The endoplasmic reticulum degradation pathway for mutant secretory proteins α1-antitrypsin Z and S is distinct from that for an unassembled membrane protein

We have theorized that a subset of PiZZ α1-antitrypsin (α1-AT)- deficient individuals is more susceptible to liver injury by virtue of second inherited trait(s) or environmental factor(s), which exaggerate the accumulation of mutant α1-AT Z within the endoplasmic reticulum (ER) of liver cells. Using a complementation approach in which cell lines from PiZZ individuals with liver disease ('susceptible' hosts) and from PiZZ individuals without liver disease ('protected' hosts) are transduced with the mutant α1-AT Z gene, we have recently shown that there is a delay in ER degradation of mutant α1-AT Z protein that is only present in cell lines from susceptible hosts and correlates with the liver disease phenotype.

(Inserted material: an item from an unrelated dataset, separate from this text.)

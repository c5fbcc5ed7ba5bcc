mod fs;
mod polygon;

pub(crate) use fs::*;
pub(crate) use polygon::*;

In the present study we examined the specificity of this ER degradation pathway to determine if it is responsible for degrading other misfolded mutants of α1-AT and/or for unassembled membrane proteins. The S mutant of α1-AT and H2a subunit of the asialoglycoprotein receptor (ASGPR H2a) were expressed in skin fibroblast cell lines from susceptible and protected hosts. The results showed in both susceptible and protected hosts that α1-AT S was associated with a delay in secretion as compared with wild type α1-AT. The α1-AT S mutant was retained in ER, albeit to a lesser extent than the α1-AT Z mutant. There was, however, a significant increase in retention of α1-AT S in the ER of susceptible as compared with protected host cells. The same host cell lines were transduced to express an unassembled membrane protein, ASGPR H2a. There was no difference in the kinetics of ER degradation of ASGPR H2a in susceptible as compared with protected hosts. Taken together, the results show that α1-AT S is associated with a defect in biogenesis, intracellular retention, which is similar to but milder than α1-AT Z. Like α1-AT Z, α1- AT S is degraded by a pathway in the ER, which is relatively inefficient in PiZZ individuals with the liver disease phenotype. However, this pathway appears to be different from that previously described for a model unassembled membrane protein.